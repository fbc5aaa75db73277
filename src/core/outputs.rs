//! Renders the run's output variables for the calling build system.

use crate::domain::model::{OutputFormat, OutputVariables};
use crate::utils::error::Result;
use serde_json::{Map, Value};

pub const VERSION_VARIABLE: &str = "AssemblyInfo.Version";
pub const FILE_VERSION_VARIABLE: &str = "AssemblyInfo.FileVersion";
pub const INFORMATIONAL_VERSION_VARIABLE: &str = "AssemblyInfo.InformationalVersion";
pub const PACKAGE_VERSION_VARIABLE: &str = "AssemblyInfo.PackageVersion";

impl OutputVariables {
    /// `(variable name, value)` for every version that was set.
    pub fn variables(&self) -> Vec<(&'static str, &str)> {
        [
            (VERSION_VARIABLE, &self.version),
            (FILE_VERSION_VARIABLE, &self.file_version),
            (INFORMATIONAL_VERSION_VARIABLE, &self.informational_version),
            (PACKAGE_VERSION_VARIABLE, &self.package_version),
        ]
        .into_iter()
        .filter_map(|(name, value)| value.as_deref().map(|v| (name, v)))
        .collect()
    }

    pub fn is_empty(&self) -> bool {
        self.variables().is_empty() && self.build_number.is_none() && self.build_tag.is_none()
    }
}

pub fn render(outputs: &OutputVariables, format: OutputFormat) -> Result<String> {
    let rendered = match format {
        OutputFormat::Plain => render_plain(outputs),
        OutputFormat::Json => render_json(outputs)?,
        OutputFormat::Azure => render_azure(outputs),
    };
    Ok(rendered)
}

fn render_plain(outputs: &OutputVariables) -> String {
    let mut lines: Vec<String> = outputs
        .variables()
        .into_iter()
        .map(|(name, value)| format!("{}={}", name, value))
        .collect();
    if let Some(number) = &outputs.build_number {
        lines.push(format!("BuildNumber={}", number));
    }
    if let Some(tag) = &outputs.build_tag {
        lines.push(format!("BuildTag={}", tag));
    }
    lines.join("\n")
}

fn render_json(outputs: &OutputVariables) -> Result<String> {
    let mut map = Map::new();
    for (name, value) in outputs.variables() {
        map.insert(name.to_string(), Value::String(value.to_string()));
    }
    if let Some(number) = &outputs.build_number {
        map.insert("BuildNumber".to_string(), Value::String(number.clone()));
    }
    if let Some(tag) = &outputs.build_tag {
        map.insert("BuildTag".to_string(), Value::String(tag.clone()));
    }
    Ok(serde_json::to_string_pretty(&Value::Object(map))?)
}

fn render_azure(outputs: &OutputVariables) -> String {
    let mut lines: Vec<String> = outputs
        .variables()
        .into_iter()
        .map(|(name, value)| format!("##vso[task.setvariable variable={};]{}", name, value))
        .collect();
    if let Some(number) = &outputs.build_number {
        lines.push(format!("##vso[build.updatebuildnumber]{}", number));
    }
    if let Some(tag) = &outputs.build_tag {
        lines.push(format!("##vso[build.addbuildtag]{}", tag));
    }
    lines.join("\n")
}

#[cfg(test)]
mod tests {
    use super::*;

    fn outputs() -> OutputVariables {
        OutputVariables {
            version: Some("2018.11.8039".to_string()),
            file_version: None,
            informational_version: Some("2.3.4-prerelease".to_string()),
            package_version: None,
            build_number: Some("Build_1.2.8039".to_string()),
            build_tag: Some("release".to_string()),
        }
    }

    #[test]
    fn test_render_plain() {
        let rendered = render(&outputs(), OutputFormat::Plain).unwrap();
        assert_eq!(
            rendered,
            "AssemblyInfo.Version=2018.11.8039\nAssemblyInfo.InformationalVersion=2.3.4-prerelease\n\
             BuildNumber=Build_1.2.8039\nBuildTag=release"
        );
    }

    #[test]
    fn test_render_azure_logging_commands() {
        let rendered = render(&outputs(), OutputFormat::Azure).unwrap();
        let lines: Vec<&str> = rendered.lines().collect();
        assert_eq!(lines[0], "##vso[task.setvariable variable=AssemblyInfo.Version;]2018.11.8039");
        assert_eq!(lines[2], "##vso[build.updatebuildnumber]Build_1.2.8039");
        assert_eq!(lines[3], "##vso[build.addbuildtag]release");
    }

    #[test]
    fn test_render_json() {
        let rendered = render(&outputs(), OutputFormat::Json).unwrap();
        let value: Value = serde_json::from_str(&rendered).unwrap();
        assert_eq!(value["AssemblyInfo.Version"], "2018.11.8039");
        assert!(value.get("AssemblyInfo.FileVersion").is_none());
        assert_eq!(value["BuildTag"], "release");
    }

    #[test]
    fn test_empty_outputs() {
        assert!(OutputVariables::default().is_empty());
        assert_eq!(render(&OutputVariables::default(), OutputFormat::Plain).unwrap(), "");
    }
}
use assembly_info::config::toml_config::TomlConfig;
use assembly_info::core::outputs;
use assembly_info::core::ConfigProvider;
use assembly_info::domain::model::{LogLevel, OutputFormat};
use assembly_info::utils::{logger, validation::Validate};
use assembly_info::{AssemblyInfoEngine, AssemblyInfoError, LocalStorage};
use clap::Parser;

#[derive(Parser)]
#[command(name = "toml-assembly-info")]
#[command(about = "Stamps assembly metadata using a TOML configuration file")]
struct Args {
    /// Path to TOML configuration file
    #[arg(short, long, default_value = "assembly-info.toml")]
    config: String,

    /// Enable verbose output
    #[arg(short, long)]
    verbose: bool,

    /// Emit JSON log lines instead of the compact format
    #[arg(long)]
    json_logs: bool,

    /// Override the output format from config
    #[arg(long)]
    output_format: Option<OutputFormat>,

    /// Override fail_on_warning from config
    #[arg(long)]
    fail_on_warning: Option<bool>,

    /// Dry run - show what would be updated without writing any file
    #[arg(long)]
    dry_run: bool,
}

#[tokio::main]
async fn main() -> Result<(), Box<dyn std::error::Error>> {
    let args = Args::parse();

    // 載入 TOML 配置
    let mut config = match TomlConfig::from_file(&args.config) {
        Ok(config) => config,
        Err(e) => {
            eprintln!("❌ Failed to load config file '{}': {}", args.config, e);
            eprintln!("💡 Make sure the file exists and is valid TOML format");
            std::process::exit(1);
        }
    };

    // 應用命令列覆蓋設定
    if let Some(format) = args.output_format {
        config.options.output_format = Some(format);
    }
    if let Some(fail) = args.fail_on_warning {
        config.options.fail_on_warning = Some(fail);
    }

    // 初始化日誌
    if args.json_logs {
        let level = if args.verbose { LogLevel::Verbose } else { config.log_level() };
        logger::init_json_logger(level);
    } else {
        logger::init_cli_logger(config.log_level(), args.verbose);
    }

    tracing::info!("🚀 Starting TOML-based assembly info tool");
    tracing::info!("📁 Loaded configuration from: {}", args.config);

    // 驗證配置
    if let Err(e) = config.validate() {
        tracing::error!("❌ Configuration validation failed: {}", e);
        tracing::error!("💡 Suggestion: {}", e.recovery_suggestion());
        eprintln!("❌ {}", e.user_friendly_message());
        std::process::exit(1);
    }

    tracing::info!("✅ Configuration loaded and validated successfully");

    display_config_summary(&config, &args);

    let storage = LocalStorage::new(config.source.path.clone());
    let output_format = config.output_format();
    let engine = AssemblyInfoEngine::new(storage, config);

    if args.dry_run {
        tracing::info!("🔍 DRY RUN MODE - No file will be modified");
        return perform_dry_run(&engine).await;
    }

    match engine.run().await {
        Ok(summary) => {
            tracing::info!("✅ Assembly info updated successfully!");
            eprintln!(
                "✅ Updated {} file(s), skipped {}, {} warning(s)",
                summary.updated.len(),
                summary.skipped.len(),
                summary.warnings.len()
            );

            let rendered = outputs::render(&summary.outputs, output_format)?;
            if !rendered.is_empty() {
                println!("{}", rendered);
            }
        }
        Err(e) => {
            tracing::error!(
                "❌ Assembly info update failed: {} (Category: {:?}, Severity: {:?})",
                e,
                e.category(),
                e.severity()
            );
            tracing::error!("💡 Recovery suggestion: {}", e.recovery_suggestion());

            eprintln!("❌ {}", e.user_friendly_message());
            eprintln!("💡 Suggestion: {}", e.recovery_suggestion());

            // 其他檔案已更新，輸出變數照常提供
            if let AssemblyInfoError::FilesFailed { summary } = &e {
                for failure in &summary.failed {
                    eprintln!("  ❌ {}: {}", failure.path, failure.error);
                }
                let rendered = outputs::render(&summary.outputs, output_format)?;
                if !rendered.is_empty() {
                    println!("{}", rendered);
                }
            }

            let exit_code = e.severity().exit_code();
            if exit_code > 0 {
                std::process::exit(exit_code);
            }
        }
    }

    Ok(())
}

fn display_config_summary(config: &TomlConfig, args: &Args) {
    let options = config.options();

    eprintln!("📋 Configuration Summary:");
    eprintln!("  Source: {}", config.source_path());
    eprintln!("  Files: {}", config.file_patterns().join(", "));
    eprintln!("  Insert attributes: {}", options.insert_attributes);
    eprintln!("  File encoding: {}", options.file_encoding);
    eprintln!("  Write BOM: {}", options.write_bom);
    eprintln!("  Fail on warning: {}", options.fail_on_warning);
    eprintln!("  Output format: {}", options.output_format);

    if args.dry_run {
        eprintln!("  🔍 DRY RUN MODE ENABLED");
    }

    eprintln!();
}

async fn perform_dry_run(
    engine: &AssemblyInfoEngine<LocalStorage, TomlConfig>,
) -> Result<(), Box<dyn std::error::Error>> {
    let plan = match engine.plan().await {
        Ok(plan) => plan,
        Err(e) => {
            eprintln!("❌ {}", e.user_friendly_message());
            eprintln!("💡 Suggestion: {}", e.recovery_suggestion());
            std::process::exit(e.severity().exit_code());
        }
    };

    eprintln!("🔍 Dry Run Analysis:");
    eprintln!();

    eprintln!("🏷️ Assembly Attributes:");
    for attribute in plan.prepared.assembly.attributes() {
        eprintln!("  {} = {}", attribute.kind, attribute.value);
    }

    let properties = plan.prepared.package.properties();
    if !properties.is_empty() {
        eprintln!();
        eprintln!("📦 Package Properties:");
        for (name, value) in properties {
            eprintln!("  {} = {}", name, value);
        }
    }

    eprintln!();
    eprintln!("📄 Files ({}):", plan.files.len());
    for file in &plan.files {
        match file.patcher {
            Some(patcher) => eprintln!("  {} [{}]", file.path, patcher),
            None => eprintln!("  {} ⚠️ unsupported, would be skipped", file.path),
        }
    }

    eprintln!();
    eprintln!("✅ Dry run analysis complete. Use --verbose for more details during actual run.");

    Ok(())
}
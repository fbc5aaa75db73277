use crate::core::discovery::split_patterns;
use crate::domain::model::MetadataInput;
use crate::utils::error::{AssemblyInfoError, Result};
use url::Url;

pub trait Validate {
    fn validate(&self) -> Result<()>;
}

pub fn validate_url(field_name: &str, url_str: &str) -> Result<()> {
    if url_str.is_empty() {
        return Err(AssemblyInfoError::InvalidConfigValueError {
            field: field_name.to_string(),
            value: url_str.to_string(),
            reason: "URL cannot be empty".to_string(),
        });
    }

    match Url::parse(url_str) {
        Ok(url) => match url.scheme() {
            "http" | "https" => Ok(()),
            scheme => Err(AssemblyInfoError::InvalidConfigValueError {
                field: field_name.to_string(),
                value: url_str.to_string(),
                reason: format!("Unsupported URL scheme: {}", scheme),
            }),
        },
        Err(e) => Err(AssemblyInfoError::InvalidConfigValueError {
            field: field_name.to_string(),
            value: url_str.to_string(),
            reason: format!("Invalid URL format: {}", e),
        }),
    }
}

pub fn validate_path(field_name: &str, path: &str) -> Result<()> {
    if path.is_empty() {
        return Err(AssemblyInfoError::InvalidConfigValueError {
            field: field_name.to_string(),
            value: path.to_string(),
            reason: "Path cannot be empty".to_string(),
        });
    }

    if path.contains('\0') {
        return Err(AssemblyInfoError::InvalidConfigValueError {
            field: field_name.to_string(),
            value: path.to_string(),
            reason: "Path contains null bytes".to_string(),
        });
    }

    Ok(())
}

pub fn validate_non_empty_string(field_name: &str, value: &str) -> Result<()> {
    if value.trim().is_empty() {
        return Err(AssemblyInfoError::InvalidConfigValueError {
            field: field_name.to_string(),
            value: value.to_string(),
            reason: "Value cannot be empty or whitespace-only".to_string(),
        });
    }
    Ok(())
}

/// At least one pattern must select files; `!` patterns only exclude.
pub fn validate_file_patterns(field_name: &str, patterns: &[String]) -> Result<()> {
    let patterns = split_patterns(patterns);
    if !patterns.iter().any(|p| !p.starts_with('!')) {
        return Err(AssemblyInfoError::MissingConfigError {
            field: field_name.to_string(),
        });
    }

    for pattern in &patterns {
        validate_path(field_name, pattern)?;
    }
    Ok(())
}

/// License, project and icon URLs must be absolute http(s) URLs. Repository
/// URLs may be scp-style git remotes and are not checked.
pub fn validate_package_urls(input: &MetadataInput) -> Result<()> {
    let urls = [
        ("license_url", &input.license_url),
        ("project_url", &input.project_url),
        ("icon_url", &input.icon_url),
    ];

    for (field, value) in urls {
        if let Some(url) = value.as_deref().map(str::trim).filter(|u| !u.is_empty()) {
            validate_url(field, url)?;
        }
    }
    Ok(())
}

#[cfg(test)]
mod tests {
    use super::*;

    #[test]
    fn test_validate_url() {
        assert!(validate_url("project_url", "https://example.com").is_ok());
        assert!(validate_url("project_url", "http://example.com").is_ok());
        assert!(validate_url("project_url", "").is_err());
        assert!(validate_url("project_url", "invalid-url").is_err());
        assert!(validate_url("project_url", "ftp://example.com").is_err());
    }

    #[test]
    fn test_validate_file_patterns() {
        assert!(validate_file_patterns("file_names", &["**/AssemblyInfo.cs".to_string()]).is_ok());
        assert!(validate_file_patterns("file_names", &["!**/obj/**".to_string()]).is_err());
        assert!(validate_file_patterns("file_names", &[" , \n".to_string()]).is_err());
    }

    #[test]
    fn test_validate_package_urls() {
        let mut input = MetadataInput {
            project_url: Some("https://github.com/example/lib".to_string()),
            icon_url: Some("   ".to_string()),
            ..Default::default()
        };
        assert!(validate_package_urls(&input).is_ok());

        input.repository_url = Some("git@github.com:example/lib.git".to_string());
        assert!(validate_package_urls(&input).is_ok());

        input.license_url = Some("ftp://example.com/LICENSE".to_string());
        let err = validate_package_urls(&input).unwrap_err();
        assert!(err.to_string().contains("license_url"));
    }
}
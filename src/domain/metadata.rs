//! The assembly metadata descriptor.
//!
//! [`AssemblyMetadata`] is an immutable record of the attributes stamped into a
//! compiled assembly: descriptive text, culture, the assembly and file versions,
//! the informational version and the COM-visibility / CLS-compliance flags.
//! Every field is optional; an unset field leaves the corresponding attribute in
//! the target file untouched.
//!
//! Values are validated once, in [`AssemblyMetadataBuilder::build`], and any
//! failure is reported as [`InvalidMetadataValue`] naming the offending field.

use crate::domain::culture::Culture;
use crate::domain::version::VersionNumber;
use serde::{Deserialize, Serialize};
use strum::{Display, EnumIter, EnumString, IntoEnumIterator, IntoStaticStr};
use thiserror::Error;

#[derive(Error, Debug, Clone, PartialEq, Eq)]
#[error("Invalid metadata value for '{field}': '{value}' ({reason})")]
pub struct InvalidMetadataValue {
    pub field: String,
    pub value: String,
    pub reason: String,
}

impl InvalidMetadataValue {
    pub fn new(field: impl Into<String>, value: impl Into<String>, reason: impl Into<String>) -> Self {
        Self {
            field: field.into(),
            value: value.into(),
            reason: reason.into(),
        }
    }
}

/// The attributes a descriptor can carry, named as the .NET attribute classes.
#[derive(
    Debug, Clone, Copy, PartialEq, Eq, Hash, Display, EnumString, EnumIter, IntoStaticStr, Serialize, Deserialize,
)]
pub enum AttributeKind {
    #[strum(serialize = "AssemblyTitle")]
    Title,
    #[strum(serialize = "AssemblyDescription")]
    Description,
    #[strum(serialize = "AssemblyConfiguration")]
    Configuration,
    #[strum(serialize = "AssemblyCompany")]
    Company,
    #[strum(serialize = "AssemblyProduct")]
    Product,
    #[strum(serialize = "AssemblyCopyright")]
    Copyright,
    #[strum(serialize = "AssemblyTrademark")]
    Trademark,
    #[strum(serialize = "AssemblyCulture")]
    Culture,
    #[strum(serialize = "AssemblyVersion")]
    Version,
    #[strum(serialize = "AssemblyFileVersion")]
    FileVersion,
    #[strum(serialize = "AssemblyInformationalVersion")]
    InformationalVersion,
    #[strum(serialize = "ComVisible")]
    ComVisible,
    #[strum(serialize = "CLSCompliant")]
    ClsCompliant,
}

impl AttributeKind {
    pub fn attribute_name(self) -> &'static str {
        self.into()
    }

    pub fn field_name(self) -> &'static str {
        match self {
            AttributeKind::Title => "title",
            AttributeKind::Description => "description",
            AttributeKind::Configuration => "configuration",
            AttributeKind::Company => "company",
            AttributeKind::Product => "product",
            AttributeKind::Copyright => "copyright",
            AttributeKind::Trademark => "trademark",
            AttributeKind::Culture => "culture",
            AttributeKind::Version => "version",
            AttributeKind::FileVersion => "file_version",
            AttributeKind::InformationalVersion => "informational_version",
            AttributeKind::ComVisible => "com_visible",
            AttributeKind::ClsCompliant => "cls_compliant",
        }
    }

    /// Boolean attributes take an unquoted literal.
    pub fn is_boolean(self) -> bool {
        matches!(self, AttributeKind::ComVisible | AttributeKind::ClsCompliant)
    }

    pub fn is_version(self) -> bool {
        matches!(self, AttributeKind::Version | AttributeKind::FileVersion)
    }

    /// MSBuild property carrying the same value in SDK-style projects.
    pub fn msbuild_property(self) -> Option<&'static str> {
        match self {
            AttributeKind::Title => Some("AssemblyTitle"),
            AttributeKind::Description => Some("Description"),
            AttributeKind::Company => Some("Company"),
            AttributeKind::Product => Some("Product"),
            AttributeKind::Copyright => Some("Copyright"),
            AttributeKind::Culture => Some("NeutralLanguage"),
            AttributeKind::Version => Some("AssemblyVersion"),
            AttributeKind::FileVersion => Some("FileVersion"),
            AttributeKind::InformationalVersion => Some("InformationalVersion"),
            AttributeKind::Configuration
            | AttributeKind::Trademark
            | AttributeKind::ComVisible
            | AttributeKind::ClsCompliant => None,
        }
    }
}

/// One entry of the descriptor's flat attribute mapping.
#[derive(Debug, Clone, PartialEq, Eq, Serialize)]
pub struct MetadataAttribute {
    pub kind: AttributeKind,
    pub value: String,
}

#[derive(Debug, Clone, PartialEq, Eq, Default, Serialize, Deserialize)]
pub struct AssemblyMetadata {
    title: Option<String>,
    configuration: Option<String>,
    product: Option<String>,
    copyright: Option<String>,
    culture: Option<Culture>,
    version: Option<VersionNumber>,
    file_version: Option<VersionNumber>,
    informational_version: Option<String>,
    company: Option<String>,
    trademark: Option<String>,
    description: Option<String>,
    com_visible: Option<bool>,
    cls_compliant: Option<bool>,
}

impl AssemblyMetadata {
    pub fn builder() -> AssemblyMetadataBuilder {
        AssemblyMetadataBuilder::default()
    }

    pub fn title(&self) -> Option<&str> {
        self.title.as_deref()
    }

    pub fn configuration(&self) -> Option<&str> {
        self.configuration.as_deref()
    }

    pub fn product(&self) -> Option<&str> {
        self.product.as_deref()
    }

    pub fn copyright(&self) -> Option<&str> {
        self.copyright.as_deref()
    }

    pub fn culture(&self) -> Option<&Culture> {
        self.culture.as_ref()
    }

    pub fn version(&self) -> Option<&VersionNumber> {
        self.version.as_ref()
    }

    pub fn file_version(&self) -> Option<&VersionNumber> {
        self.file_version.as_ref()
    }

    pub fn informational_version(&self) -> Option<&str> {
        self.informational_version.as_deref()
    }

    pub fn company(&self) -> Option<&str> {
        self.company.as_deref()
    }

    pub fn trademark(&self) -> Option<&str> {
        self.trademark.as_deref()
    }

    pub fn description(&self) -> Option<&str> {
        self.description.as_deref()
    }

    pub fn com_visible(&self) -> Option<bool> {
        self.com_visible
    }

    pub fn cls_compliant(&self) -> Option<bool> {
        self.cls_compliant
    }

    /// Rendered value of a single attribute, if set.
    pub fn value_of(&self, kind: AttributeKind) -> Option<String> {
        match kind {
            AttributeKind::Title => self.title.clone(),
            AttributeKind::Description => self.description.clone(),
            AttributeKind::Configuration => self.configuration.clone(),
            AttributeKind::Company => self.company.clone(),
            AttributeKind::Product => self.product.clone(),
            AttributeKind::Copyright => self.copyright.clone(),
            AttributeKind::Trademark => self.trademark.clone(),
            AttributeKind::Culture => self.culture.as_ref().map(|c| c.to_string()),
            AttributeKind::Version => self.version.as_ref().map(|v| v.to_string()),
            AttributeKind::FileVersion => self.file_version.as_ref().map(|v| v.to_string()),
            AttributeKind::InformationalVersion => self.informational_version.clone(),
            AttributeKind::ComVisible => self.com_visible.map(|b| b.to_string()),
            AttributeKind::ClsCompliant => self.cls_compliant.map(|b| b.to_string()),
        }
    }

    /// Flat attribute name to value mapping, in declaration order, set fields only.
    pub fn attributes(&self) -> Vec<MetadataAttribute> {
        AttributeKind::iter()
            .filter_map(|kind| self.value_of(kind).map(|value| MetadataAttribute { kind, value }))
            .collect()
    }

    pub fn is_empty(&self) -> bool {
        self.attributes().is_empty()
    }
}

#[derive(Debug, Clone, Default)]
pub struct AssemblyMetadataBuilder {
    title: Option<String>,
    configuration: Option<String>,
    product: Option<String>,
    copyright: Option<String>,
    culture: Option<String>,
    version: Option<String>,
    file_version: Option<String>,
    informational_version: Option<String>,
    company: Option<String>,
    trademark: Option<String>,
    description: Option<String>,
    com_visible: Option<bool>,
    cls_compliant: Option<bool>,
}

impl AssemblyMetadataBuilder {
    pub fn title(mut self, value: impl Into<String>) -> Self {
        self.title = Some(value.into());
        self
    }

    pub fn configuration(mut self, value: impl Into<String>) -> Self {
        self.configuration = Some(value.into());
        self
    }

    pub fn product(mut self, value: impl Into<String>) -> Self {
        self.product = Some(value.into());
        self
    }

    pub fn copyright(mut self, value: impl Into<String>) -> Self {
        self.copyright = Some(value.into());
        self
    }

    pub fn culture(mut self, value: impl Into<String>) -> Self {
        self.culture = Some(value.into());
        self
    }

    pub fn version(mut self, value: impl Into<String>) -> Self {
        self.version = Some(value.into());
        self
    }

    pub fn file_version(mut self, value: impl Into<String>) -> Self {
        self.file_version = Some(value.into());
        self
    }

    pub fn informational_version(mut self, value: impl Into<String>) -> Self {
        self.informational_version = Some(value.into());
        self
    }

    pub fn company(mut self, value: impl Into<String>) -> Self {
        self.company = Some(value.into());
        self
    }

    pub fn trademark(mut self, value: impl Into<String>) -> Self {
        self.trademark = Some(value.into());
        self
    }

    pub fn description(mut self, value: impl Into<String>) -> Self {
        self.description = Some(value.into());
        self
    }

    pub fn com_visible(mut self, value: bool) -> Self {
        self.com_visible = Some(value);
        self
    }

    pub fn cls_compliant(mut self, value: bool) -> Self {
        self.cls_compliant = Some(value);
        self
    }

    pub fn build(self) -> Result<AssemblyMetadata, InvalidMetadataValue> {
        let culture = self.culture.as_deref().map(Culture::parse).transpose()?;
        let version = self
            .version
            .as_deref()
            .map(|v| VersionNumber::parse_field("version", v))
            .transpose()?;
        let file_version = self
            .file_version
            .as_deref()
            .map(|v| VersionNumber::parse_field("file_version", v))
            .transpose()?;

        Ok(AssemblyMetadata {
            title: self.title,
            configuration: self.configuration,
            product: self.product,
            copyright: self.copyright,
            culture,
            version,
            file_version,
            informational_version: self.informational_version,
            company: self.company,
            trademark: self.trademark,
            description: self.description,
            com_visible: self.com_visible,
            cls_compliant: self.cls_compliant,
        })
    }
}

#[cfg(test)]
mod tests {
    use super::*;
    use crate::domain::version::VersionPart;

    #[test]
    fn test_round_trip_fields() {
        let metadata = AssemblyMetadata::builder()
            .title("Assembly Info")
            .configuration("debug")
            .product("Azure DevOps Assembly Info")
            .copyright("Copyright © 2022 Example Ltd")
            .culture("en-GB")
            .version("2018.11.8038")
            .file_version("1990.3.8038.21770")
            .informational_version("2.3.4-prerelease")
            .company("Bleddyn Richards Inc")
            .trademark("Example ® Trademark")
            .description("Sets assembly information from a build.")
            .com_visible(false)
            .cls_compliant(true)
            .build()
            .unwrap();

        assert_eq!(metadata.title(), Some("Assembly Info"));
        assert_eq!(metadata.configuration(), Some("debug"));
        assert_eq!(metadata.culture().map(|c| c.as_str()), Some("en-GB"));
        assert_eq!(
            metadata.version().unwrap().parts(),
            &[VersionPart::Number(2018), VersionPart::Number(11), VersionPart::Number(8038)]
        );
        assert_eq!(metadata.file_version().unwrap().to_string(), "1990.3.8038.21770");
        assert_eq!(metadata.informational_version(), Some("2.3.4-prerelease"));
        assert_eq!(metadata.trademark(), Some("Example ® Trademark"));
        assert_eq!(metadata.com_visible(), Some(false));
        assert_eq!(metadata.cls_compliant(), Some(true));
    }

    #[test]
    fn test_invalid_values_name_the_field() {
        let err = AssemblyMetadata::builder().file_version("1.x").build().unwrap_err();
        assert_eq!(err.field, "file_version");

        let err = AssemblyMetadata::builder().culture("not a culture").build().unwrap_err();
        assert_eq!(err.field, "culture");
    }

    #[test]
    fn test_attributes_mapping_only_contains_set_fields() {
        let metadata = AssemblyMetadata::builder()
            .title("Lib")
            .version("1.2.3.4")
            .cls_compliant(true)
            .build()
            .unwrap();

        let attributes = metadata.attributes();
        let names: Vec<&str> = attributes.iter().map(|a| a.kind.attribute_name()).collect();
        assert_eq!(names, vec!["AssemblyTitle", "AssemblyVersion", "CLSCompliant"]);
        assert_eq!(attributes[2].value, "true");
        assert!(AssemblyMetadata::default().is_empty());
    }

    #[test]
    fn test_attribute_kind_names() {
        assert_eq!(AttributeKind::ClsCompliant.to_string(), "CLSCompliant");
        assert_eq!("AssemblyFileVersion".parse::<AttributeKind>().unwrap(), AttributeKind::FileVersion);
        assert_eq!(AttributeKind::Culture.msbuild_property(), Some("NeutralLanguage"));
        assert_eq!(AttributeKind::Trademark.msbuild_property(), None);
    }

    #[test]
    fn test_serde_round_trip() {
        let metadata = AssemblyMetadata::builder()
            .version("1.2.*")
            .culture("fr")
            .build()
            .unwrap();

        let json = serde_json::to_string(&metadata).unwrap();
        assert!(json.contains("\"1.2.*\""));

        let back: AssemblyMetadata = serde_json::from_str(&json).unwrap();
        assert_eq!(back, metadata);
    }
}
§ §
Try it:
Copy out the lines above word for word, stopping after the line containing "pub const FILE_VERSION_VARIABLE: &str".

Solution for this task:
repository fbc5aaa75db73277
filename src/core/outputs.rs
//! Renders the run's output variables for the calling build system.

use crate::domain::model::{OutputFormat, OutputVariables};
use crate::utils::error::Result;
use serde_json::{Map, Value};

pub const VERSION_VARIABLE: &str = "AssemblyInfo.Version";
pub const FILE_VERSION_VARIABLE: &str = "AssemblyInfo.FileVersion";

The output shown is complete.